Information shown:
------------------------------------

use std::collections::{HashMap, HashSet};

use chrono::Datelike;
use tracing::debug;

use crate::models::{SessionLog, WeeklyPlan};

/// Per-ISO-week averages of the completed sets for one exercise
#[derive(Debug, Clone, Copy, PartialEq)]
pub struct WeekSample {
    pub iso_year: i32,
    pub iso_week: u32,
    pub weight: f64, // average across completed sets
    pub reps: f64,   // average across completed sets
    pub sets: f64,   // average completed sets per session
}

/// Weight increment granularity (plates usually come in 1.25 pairs).
const WEIGHT_INCREMENT: f64 = 2.5;

/// Window-wide weight gain at or below this counts as a plateau.
const PLATEAU_TOLERANCE: f64 = 2.0;

/// Rewrites the scheme of a freshly assembled plan from historical session
/// logs: progressive overload on an upward trend, adoption of observed
/// numbers otherwise, and a rep deload once the whole tracked window has
/// gone flat. Exercise identity and day structure are never touched.
#[derive(Debug, Clone, Default)]
pub struct ProgressionService;

impl ProgressionService {
    pub fn new() -> Self {
        Self
    }

    pub fn apply(&self, plan: &mut WeeklyPlan, history: &[SessionLog]) {
        for day in &mut plan.days {
            for exercise in &mut day.exercises {
                let series = Self::weekly_series(&exercise.exercise_id, history);
                let Some(last) = series.first().copied() else {
                    // No history for this exercise: leave the scheme untouched
                    debug!(exercise = %exercise.name, "no history, skipping progression");
                    continue;
                };
                let cap = exercise.rep_cap();

                let mut weight = Self::round_to_increment(last.weight);
                let mut increased = false;

                // A compound handled for 10+ average reps is ready for more
                // load
                if exercise.is_compound() && last.reps >= 10.0 {
                    weight = Self::round_to_increment(weight + 5.0);
                    increased = true;
                }

                if series.len() >= 2 {
                    let prior = series[1];
                    if last.weight - prior.weight >= 5.0 {
                        // Upward trend: add a set while below four, then reps
                        if exercise.sets < 4 {
                            exercise.sets += 1;
                        } else {
                            exercise.reps = (exercise.reps + 1).min(cap);
                        }
                        if weight < last.weight {
                            // Increment rounding must not walk a positive
                            // trend backwards
                            weight += WEIGHT_INCREMENT;
                        }
                        increased = true;
                    } else {
                        // Flat or regressed week: adopt what was actually done
                        exercise.reps = (last.reps.round() as u32).clamp(1, cap);
                        exercise.sets = (last.sets.round() as u32).clamp(1, 6);
                    }

                    // Whole-window plateau check. This fires even when the
                    // latest week merely matched the prior one; a
                    // deliberately conservative deload policy.
                    let oldest = series[series.len() - 1];
                    if !increased && last.weight - oldest.weight <= PLATEAU_TOLERANCE {
                        let cut = ((exercise.reps as f64) * 0.10).round().clamp(1.0, 2.0) as u32;
                        exercise.reps = exercise.reps.saturating_sub(cut).max(1);
                        debug!(exercise = %exercise.name, cut, "plateau detected, reducing reps");
                    }
                } else {
                    // Single week of data: adopt it directly
                    exercise.reps = (last.reps.round() as u32).clamp(1, cap);
                    exercise.sets = (last.sets.round() as u32).clamp(1, 6);
                }

                exercise.weight = weight;
                // The compound/isolation ceiling is re-applied as the final
                // step, whatever path was taken above
                exercise.reps = exercise.reps.min(cap).max(1);
            }
        }
    }

    /// True when at least half of the exercises with three or more tracked
    /// weeks have stalled; the assembler then trims the day budget by one.
    pub fn deload_recommended(&self, history: &[SessionLog]) -> bool {
        let ids: HashSet<&str> = history
            .iter()
            .flat_map(|s| s.exercises.iter())
            .map(|e| e.exercise_id.as_str())
            .collect();

        let mut tracked = 0usize;
        let mut plateaued = 0usize;
        for id in ids {
            let series = Self::weekly_series(id, history);
            if series.len() < 3 {
                continue;
            }
            tracked += 1;
            let last = series[0];
            let oldest = series[series.len() - 1];
            if last.weight - oldest.weight <= PLATEAU_TOLERANCE {
                plateaued += 1;
            }
        }
        tracked > 0 && plateaued * 2 >= tracked
    }

    /// Groups an exercise's completed sets by ISO week and averages them,
    /// most recent week first.
    pub fn weekly_series(exercise_id: &str, history: &[SessionLog]) -> Vec<WeekSample> {
        // (weight sum, weight count, reps sum, sets total, session count)
        let mut weeks: HashMap<(i32, u32), (f64, u32, f64, u32, u32)> = HashMap::new();

        for session in history {
            for log in session.exercises.iter().filter(|l| l.exercise_id == exercise_id) {
                let completed: Vec<_> = log.sets.iter().filter(|s| s.completed).collect();
                if completed.is_empty() {
                    continue;
                }
                let iso = session.date.iso_week();
                let entry = weeks.entry((iso.year(), iso.week())).or_default();
                for set in &completed {
                    entry.0 += set.weight;
                    entry.1 += 1;
                    entry.2 += set.reps as f64;
                }
                entry.3 += completed.len() as u32;
                entry.4 += 1;
            }
        }

        let mut samples: Vec<WeekSample> = weeks
            .into_iter()
            .map(|((iso_year, iso_week), (w_sum, n, r_sum, sets, sessions))| WeekSample {
                iso_year,
                iso_week,
                weight: w_sum / n as f64,
                reps: r_sum / n as f64,
                sets: sets as f64 / sessions as f64,
            })
            .collect();
        samples.sort_by_key(|s| std::cmp::Reverse((s.iso_year, s.iso_week)));
        samples
    }

    pub fn round_to_increment(weight: f64) -> f64 {
        (weight / WEIGHT_INCREMENT).round() * WEIGHT_INCREMENT
    }
}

------------------------------------

Required work: Scan the entries above for the word "filter" and collect each line holding it.

Solved exercise:
            for log in session.exercises.iter().filter(|l| l.exercise_id == exercise_id) {
                let completed: Vec<_> = log.sets.iter().filter(|s| s.completed).collect();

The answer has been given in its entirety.